Anthropology museum gets full-time director

By Kathleen Maclay, Public Affairs



Douglas Sharon, new director of the Hearst Museum of Anthropology
Photo courtesy San Diego Museum of Man

30 October 2002 | Research anthropologist and museum executive Douglas Sharon will become the first full-time director of the campus’s Phoebe Apperson Hearst Museum of Anthropology. Sharon, executive director for 21 years of the San Diego Museum of Man, will officially assume leadership of the 101-year-old museum and its vast collections in January.

Sharon is credited with transforming the San Diego facility through major renovations, dramatic changes in funding sources, and the creation of state-of-the-art exhibits. In the processs, the number of visitors to the museum increased to 250,000 a year. Sharon also doubled collection storage, added a 16,000-square-foot education and design center, and oversaw the renovation of expanded exhibits.

“Doug’s strengths in program development, facility planning, outreach, and fundraising are essential in the leadership of the Hearst at this critical juncture in its history,” says Robert Price, Berkeley’s associate vice chancellor for Research, who chaired the search committee that recommended Sharon.

Home to the largest anthropological collections in the United States west of the Mississippi, the Hearst, located in Kroeber Hall, boasts more than 3.8 million objects from early California and other portions of North America, and from ancient Egypt, Africa, Oceania and Peru.

But for all its prestige, the Hearst, like many public and private museums, has long suffered from insufficient space and funding. Previous directors have juggled museum duties with the rigors of teaching and field research.

“For the first time in its 100-plus-year history, the Hearst Museum will have a full-time director at the helm,” says anthropology professor Patrick V. Kirch, the Hearst’s outgoing director. “This is a key element in the ‘Vision for Transformation’ plan that my staff and I worked hard to develop over the past four years.”

Sharon is already making plans. “My first step will be to make what we’ve got work better,” he says. “I want to get the museum in the public eye, and the best way to do that is public education and outreach.” Along those lines, Sharon says, the Hearst staff will work to expand the museum’s lecture series, offer regularly scheduled exhibits, plan educational programs for K-12 students, and enhance the museum’s links with cultural centers and heritage communities.

“This is public patrimony, and the public should see it,” Sharon says about sharing the Hearst’s collections.

Sharon says another of his key responsibilities will be fundraising for expanded and improved quarters for the museum and its collections.

A scholar with links to Berkeley
The author or co-author of five books and 22 scholarly articles, Sharon earned his Ph.D. in anthropology at UCLA, where he worked in the 1970s as a research anthropologist at the Latin American Center. He has taught at UCLA, San Diego State University, and California State University at San Marcos, as well as at the National University of Trujillo, Peru, where he recently established a field school for ethnobotany as part of a collaborative program with San Diego State and the San Diego Museum of Man.

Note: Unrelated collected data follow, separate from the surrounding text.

//! reactant command implementations

use anyhow::{Context, Result};
use std::sync::Arc;
use std::time::Duration;
use tracing::{debug, info, warn};

use reactant_agent::tools::{register_default_tools, ToolRegistry};
use reactant_agent::{AgentError, Conversation, OutputSchema, ReactAgent, RunConfig, Turn};
use reactant_config::{self, Config, ConfigOverrides};
use reactant_provider::gateway::{BEDROCK_ALIASES, OPENAI_MODELS};
use reactant_provider::{
    resolve_bedrock_model, BoundModel, CapabilityRegistry, GatewayKind, HolisticProvider,
    ModelCapabilities, OpenAiCompatProvider, Provider,
};

/// OpenAI's gpt-5 family only accepts the default temperature
const OPENAI_TEMPERATURE: f32 = 1.0;

/// Arguments for `reactant ask`
#[derive(Debug, clap::Args)]
pub struct AskArgs {
    /// Message to send
    #[arg(short, long)]
    pub message: String,
    /// Model name or alias
    #[arg(long)]
    pub model: Option<String>,
    /// Maximum model/tool round-trips (at least 1)
    #[arg(long, value_parser = clap::value_parser!(u32).range(1..))]
    pub max_steps: Option<u32>,
    /// Coerce the answer into the default AgentResponse schema
    #[arg(long)]
    pub structured: bool,
    /// Schema preset (agent, search, analysis, research) or JSON file
    #[arg(long)]
    pub schema: Option<String>,
    /// Replace the system prompt ({system_time} is substituted)
    #[arg(long)]
    pub system_prompt: Option<String>,
    /// Do not offer tools to the model
    #[arg(long)]
    pub no_tools: bool,
    /// Print the whole run as JSON
    #[arg(long)]
    pub json: bool,
    /// Verbose logging
    #[arg(short, long)]
    pub verbose: bool,
}

impl AskArgs {
    pub fn overrides(&self) -> ConfigOverrides {
        ConfigOverrides {
            model: self.model.clone(),
            system_prompt: self.system_prompt.clone(),
            max_steps: self.max_steps,
            structured_output: (self.structured || self.schema.is_some()).then_some(true),
            supports_tools: self.no_tools.then_some(false),
        }
    }
}

/// A connected gateway and the model it will be asked for
pub struct Gateway {
    pub kind: GatewayKind,
    pub model: String,
    pub temperature: f32,
    pub provider: Arc<dyn Provider>,
}

/// Pick and build the gateway for the configured model
pub fn connect(config: &Config) -> Result<Gateway> {
    let requested = config.agent.model.as_str();
    let holistic = &config.gateway.holistic;
    let kind = GatewayKind::select(requested, holistic.is_configured());
    let timeout = Duration::from_secs(config.agent.timeout_secs);

    let gateway = match kind {
        GatewayKind::Holistic => {
            let model = resolve_bedrock_model(requested);
            let provider = HolisticProvider::new(
                &holistic.team_id,
                &holistic.api_token,
                Some(holistic.api_endpoint.clone()),
                &model,
            )
            .with_timeout(timeout);
            Gateway {
                kind,
                model,
                temperature: config.agent.temperature,
                provider: Arc::new(provider),
            }
        }
        GatewayKind::OpenAi => {
            let api_key = config.openai_api_key().with_context(|| {
                format!("OPENAI_API_KEY is required for model {}", requested)
            })?;
            let provider = OpenAiCompatProvider::new(
                api_key,
                config.gateway.openai.api_base.clone(),
                requested,
            )
            .with_timeout(timeout);
            Gateway {
                kind,
                model: requested.to_string(),
                temperature: OPENAI_TEMPERATURE,
                provider: Arc::new(provider),
            }
        }
        GatewayKind::Ollama => {
            let provider =
                OpenAiCompatProvider::ollama(&config.gateway.ollama.base_url, requested)
                    .with_timeout(timeout);
            Gateway {
                kind,
                model: requested.to_string(),
                temperature: config.agent.temperature,
                provider: Arc::new(provider),
            }
        }
    };

    debug!("Using {} gateway for {}", gateway.kind, gateway.model);
    Ok(gateway)
}

fn capabilities_for(config: &Config, model: &str) -> ModelCapabilities {
    let capabilities = CapabilityRegistry::builtin().resolve(model);
    match config.agent.supports_tools {
        Some(tools) => capabilities.with_tools(tools),
        None => capabilities,
    }
}

fn yes_no(flag: bool) -> &'static str {
    if flag {
        "yes"
    } else {
        "no"
    }
}

fn set_or_missing(value: &str) -> &'static str {
    if value.is_empty() {
        "[Missing]"
    } else {
        "[Set]"
    }
}

/// Initialize config
pub async fn init_command() -> Result<()> {
    println!("◆ Initializing reactant...");
    println!("━━━━━━━━━━━━━━━━━━━━━━━━━━━");

    let config = reactant_config::init().await?;
    let path = reactant_config::config_path();

    println!("Config:  {}", path.display());
    println!("Model:   {}", config.agent.model);

    println!("\n◆ reactant initialized");
    println!("\nNext steps:");
    println!("  1. Add gateway credentials to {} or .env", path.display());
    println!("     (HOLISTIC_AI_TEAM_ID / HOLISTIC_AI_API_TOKEN, OPENAI_API_KEY, or a local Ollama)");
    println!("  2. Add VALYU_API_KEY to enable search tools");
    println!("  3. Ask something: reactant ask -m \"Hello!\"");

    Ok(())
}

/// Run one conversation and print the answer
pub async fn ask_command(args: AskArgs) -> Result<()> {
    let config = Config::load(&args.overrides()).await?;
    let gateway = connect(&config)?;

    let schema = match &args.schema {
        Some(spec) => {
            let path = reactant_config::expand_home(spec);
            Some(
                OutputSchema::resolve(&path.to_string_lossy())
                    .await
                    .with_context(|| format!("Cannot load schema {}", spec))?,
            )
        }
        None => None,
    };

    let capabilities = CapabilityRegistry::builtin().resolve(&gateway.model);
    let run_config = RunConfig::from_settings(&config.agent, capabilities, schema);

    let mut tools = ToolRegistry::new();
    if config.valyu_api_key().is_some() {
        register_default_tools(&mut tools, &config);
    } else {
        info!("VALYU_API_KEY not set, running without search tools");
    }

    let model = BoundModel::new(gateway.provider, &gateway.model)
        .with_sampling(config.agent.max_tokens, gateway.temperature);
    let agent: ReactAgent = ReactAgent::new(model, tools, run_config);

    let conversation = Conversation::from_turns([Turn::user(args.message)])?;
    let outcome = match agent.run(conversation).await {
        Ok(outcome) => outcome,
        Err(AgentError::Timeout {
            limit,
            conversation,
        }) => {
            warn!("Run timed out with {} turns kept", conversation.len());
            if args.json {
                let report = serde_json::json!({
                    "gateway": gateway.kind.as_str(),
                    "model": agent.model().model(),
                    "conversation": &conversation,
                    "structured": null,
                    "timed_out": true,
                });
                println!("{}", serde_json::to_string_pretty(&report)?);
            } else if let Some(answer) = conversation.final_answer().filter(|a| !a.is_empty()) {
                println!("{}", answer);
            }
            anyhow::bail!("run did not finish within {:?}", limit);
        }
        Err(e) => return Err(e.into()),
    };

    if args.json {
        let report = serde_json::json!({
            "gateway": gateway.kind.as_str(),
            "model": agent.model().model(),
            "steps": outcome.steps,
            "conversation": &outcome.conversation,
            "structured": outcome.structured.as_ref().map(|s| &s.value),
            "timed_out": false,
        });
        println!("{}", serde_json::to_string_pretty(&report)?);
    } else if let Some(structured) = &outcome.structured {
        println!("{}", structured.to_json_pretty());
    } else {
        println!("{}", outcome.final_answer().unwrap_or_default());
    }

    Ok(())
}

/// Show resolved configuration
pub async fn status_command() -> Result<()> {
    let config_path = reactant_config::config_path();

    println!("◆ reactant Status");
    println!("━━━━━━━━━━━━━━━━━━━━━━━━━━━");

    println!(
        "Config:     {} {}",
        config_path.display(),
        if config_path.exists() {
            "[OK]"
        } else {
            "[Missing]"
        }
    );

    let config = Config::load(&ConfigOverrides::default()).await?;
    let kind = GatewayKind::select(&config.agent.model, config.gateway.holistic.is_configured());
    let model = match kind {
        GatewayKind::Holistic => resolve_bedrock_model(&config.agent.model),
        _ => config.agent.model.clone(),
    };
    let capabilities = capabilities_for(&config, &model);

    println!("Model:      {}", config.agent.model);
    println!("Resolved:   {}", model);
    println!("Gateway:    {}", kind);
    println!("Tools:      {}", yes_no(capabilities.supports_tools));
    println!(
        "Native JSON: {}",
        yes_no(capabilities.supports_response_format)
    );
    println!("Max steps:  {}", config.agent.max_steps);
    println!(
        "Structured: {}",
        yes_no(config.agent.structured_output)
    );

    println!("\nCredentials:");
    println!(
        "  Holistic AI: {}",
        if config.gateway.holistic.is_configured() {
            "[Set]"
        } else {
            "[Missing]"
        }
    );
    println!(
        "  OpenAI:      {}",
        set_or_missing(&config.gateway.openai.api_key)
    );
    println!(
        "  Valyu:       {}",
        set_or_missing(&config.toolkit.valyu.api_key)
    );
    println!("  Ollama:      {}", config.gateway.ollama.base_url);

    println!("\n◆ Ready");

    Ok(())
}

/// List model aliases and capabilities
pub fn models_command() -> Result<()> {
    let registry = CapabilityRegistry::builtin();

    println!("◆ Known models");
    println!("━━━━━━━━━━━━━━━━━━━━━━━━━━━");

    println!("Holistic AI (Bedrock):");
    for (alias, id) in BEDROCK_ALIASES {
        let caps = registry.resolve(id);
        println!(
            "  {:<20} {} (tools: {}, native JSON: {})",
            alias,
            id,
            yes_no(caps.supports_tools),
            yes_no(caps.supports_response_format)
        );
    }

    println!("\nOpenAI:");
    for name in OPENAI_MODELS {
        let caps = registry.resolve(name);
        println!(
            "  {:<20} (tools: {}, native JSON: {})",
            name,
            yes_no(caps.supports_tools),
            yes_no(caps.supports_response_format)
        );
    }

    println!("\nOllama: any local model, e.g. gpt-oss:20b, qwen3:8b");
    println!("\nSchemas: {}", OutputSchema::PRESETS.join(", "));

    Ok(())
}

#[cfg(test)]
mod tests {
    use super::*;

    fn args(extra: &[&str]) -> AskArgs {
        use clap::Parser;

        #[derive(Parser)]
        struct Harness {
            #[command(flatten)]
            ask: AskArgs,
        }

        let mut argv = vec!["reactant", "-m", "hi"];
        argv.extend_from_slice(extra);
        Harness::parse_from(argv).ask
    }

    #[test]
    fn test_overrides_default_to_none() {
        let overrides = args(&[]).overrides();
        assert!(overrides.model.is_none());
        assert!(overrides.max_steps.is_none());
        assert!(overrides.structured_output.is_none());
        assert!(overrides.supports_tools.is_none());
    }

    #[test]
    fn test_overrides_from_flags() {
        let overrides = args(&[
            "--model",
            "gpt-5-mini",
            "--max-steps",
            "4",
            "--schema",
            "research",
            "--no-tools",
        ])
        .overrides();
        assert_eq!(overrides.model.as_deref(), Some("gpt-5-mini"));
        assert_eq!(overrides.max_steps, Some(4));
        assert_eq!(overrides.structured_output, Some(true));
        assert_eq!(overrides.supports_tools, Some(false));
    }

    #[test]
    fn test_connect_prefers_holistic() {
        let mut config = Config::default();
        config.gateway.holistic.team_id = "team".to_string();
        config.gateway.holistic.api_token = "token".to_string();
        config.agent.model = "claude-3-5-haiku".to_string();

        let gateway = connect(&config).unwrap();
        assert_eq!(gateway.kind, GatewayKind::Holistic);
        assert_eq!(gateway.model, "us.anthropic.claude-3-5-haiku-20241022-v1:0");
        assert!(gateway.provider.is_configured());
    }

    #[test]
    fn test_connect_openai_requires_key() {
        let mut config = Config::default();
        config.agent.model = "gpt-5".to_string();
        assert!(connect(&config).is_err());

        config.gateway.openai.api_key = "sk-test".to_string();
        let gateway = connect(&config).unwrap();
        assert_eq!(gateway.kind, GatewayKind::OpenAi);
        assert_eq!(gateway.temperature, OPENAI_TEMPERATURE);
    }

    #[test]
    fn test_connect_falls_back_to_ollama() {
        let mut config = Config::default();
        config.agent.model = "qwen3:8b".to_string();

        let gateway = connect(&config).unwrap();
        assert_eq!(gateway.kind, GatewayKind::Ollama);
        assert_eq!(gateway.model, "qwen3:8b");
        assert_eq!(gateway.provider.default_model(), "qwen3:8b");
    }

    #[test]
    fn test_capabilities_respect_override() {
        let mut config = Config::default();
        assert!(capabilities_for(&config, "gpt-5").supports_tools);

        config.agent.supports_tools = Some(false);
        let caps = capabilities_for(&config, "gpt-5");
        assert!(!caps.supports_tools);
        assert!(caps.supports_response_format);
    }
}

He has done fieldwork in Ecuador and Peru, as well as in Mexico, Guatemala, Colombia and Bolivia. The focus of his research has been the cultural anthropology, primarily shamanism, of the Andean nations. A documentary film that he produced on Peruvian shamanism, “Eduardo the Healer,” won awards at the American Film Festival, Modern Language Film Festival and John Muir Film Festival, as well as the 1980 Medical Anthropology Award.

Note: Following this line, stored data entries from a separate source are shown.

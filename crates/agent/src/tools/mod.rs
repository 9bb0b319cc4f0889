//! Tool registry

pub mod valyu;

pub use valyu::{ValyuContentsTool, ValyuSearchTool};

use async_trait::async_trait;
use reactant_provider::Tool;
use serde_json::Value;

type BoxedTool = Box<dyn ToolTrait + Send + Sync>;

#[async_trait]
pub trait ToolTrait: Send + Sync {
    fn name(&self) -> &str;
    fn description(&self) -> &str;
    fn parameters(&self) -> Value;
    async fn execute(
        &self,
        args: Value,
    ) -> Result<String, Box<dyn std::error::Error + Send + Sync>>;
}

pub fn to_provider_tool(tool: &dyn ToolTrait) -> Tool {
    Tool::new(tool.name(), tool.description(), tool.parameters())
}

/// Named tools, kept in registration order so the catalog sent to the
/// model is stable between calls.
pub struct ToolRegistry {
    tools: Vec<BoxedTool>,
}

impl ToolRegistry {
    pub fn new() -> Self {
        Self { tools: Vec::new() }
    }

    /// Register a tool. A tool with the same name is replaced in place.
    pub fn register<T: ToolTrait + 'static>(&mut self, tool: T) {
        let boxed: BoxedTool = Box::new(tool);
        match self.tools.iter().position(|t| t.name() == boxed.name()) {
            Some(index) => self.tools[index] = boxed,
            None => self.tools.push(boxed),
        }
    }

    pub fn get(&self, name: &str) -> Option<&(dyn ToolTrait + Send + Sync)> {
        self.tools
            .iter()
            .find(|t| t.name() == name)
            .map(|t| t.as_ref())
    }

    pub fn has(&self, name: &str) -> bool {
        self.get(name).is_some()
    }

    pub fn len(&self) -> usize {
        self.tools.len()
    }

    pub fn is_empty(&self) -> bool {
        self.tools.is_empty()
    }

    pub fn definitions(&self) -> Vec<Tool> {
        self.tools
            .iter()
            .map(|t| to_provider_tool(t.as_ref()))
            .collect()
    }

    pub async fn execute(
        &self,
        name: &str,
        args: Value,
    ) -> Result<String, Box<dyn std::error::Error + Send + Sync>> {
        let tool = self
            .get(name)
            .ok_or_else(|| format!("tool '{}' not found", name))?;
        tool.execute(args).await
    }

    pub fn names(&self) -> Vec<String> {
        self.tools.iter().map(|t| t.name().to_string()).collect()
    }
}

impl Default for ToolRegistry {
    fn default() -> Self {
        Self::new()
    }
}

/// Register the Valyu search and contents tools
pub fn register_default_tools(registry: &mut ToolRegistry, config: &reactant_config::Config) {
    registry.register(ValyuSearchTool::from_config(config));
    registry.register(ValyuContentsTool::from_config(config));
}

He says he has an ongoing relationship with Berkeley that dates back to time he spent working on a post-doctoral grant on campus with folklore professor Alan Dundes as his adviser. Sharon also is active in the Institute of Andean Studies, which holds its annual meeting on campus, and has researched some of the Hearst’s Andean collections.

He credits Professor Kirch, his predecessor at the Hearst Museum, with bringing the museum into compliance with the inventory-reporting requirements of the Native American Graves Protection and Repatriation Act and developing a “brilliant, first-rate” strategic plan for the museum for the next decade. Kirch also oversaw the recent renovation of the Native Californian Cultures Gallery to house approximately 500 artifacts from California Indian collections that are considered the largest and most comprehensive in the world.